I actually have less trouble than they do because I’ve held so many jobs in the production chain that I tend to make allowances for omissions and/or errors. I may spot a flaw but I’ll also generally forgive it because I’ll have some idea of what budget/time/safety considerations they were dealing with. In fact I’ll often enjoy a problematic movie not for what it is but what it could have been.
As long as it has good explosions.
— Bob out.
Artist’s Notes: I just want to take a second to say how cool it is that people actually seem to be reading this comic (and the notes!) and enjoying it- which we weren’t actually quite certain of until we turned the comments on, since, for all we knew, all the webtraffic to date was from googlebots or netcrawlers or mindless automatons. Even if all the traffic thus far were real people (which seemed unlikely, as there was a lot of it) we had no way to gauge their opinions of it. And most of my friends dont read this comic regularly: “Hey Max, whatever happened to that webcomic of yours?” “Uh, we’ve been online for months now.” “Oh. I’ll have to check it out sometime.” To hell with them.
So thank you, kind commenters, for the very-much-needed pat on the back.
-Max
I check in very Monday, and I always love to read about blowing stuff up and how the comic gets made.
And I’ve seen one or two Three Minute Max gravatars out there, so you’ve got at least a few people who think you’re good enough to be their face 🙂
Yep! Real people actually read this, and we love your work! Comic and commentary. Though I read many Comics I only read the commentaries on a few of them, with 3MM being on that short list.
Hey Max, I *AM* a mindless automaton. What, are you trying to say that I’m not?
I feel like this comic doesn’t read well in weekly installments, I might prefer to read it a chapter at a time. Just now I looked at this chapter from the beginning and it flows just fine that way… The webcomic format isn’t that good. But hey the blogs underneath it are still interesting. 😉
ARE YOU KIDDING ME?!@?!?!? I have 3 Minute MAX WITHDRAWLS!!!!!…GimmieGimmieGimmieGimmieGimmieGimmieGimmieGimmieGimmie….
IsItMondayYet!??!!?IsItMondayYet!??!!?IsItMondayYet!??!!?IsItMondayYet!??!!?IsItMondayYet!??!!?
We appreciate being able to write comments. Now, we can’t do it all the time since some of us have real lives where we can’t play all day blowing things up 🙂 .
I think part of the love of this comic is the attention to pacing and staging and the awareness of the set that you all have from that movie background. Just reading till today has already told me a bunch of things I need to pay attention to in an upcoming mass melee in my own comic, and they are things that most webcomics DONT have.
Well, I found your comic via TopwebComics ratings page.
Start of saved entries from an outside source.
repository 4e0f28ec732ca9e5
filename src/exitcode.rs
//! Standard exit codes (BSD sysexits.h compatible)

/// Successful termination
pub const OK: i32 = 0;

/// Command line usage error
pub const USAGE: i32 = 64;

/// Data format error
pub const DATAERR: i32 = 65;

/// Cannot open input
pub const NOINPUT: i32 = 66;

/// Input/output error
pub const IOERR: i32 = 74;

/// Configuration error
pub const CONFIG: i32 = 78;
I’m hooked.
The blogs get read in depth – more so than the comic – as often its the blog that highlights the comic for me.
A problem – in the comments, links are provided to various graphics and ‘plosions. The links point to http://www.3mmcomic.com doesn’t exist.
Lots more to read.
From a 62 year old kid: 🙂
Glad to have you with us, Ian! Yes, I may need to go back through the archive links – for a while we had a secondary site on another hosting company we were testing, but not any more.
Love how the Doc looks like he’s hopping up and down in frustration! “Gyah! Mini hissy fit!!”
I’m very much enjoying your comic.. from the ~~future. Bwahaha!
Oh, and I’m old too. 64… and a half. My body knows that age, but my mind is still back at about 34. I think that’s normal. I hope. Oh wait. I don’t care. Because I’m old! Lol
How many people do you think are reading it, btw?
Hey Max,
The webcomic and the comments are still being enjoyed by real readers in 2018. Binge rereading from the start.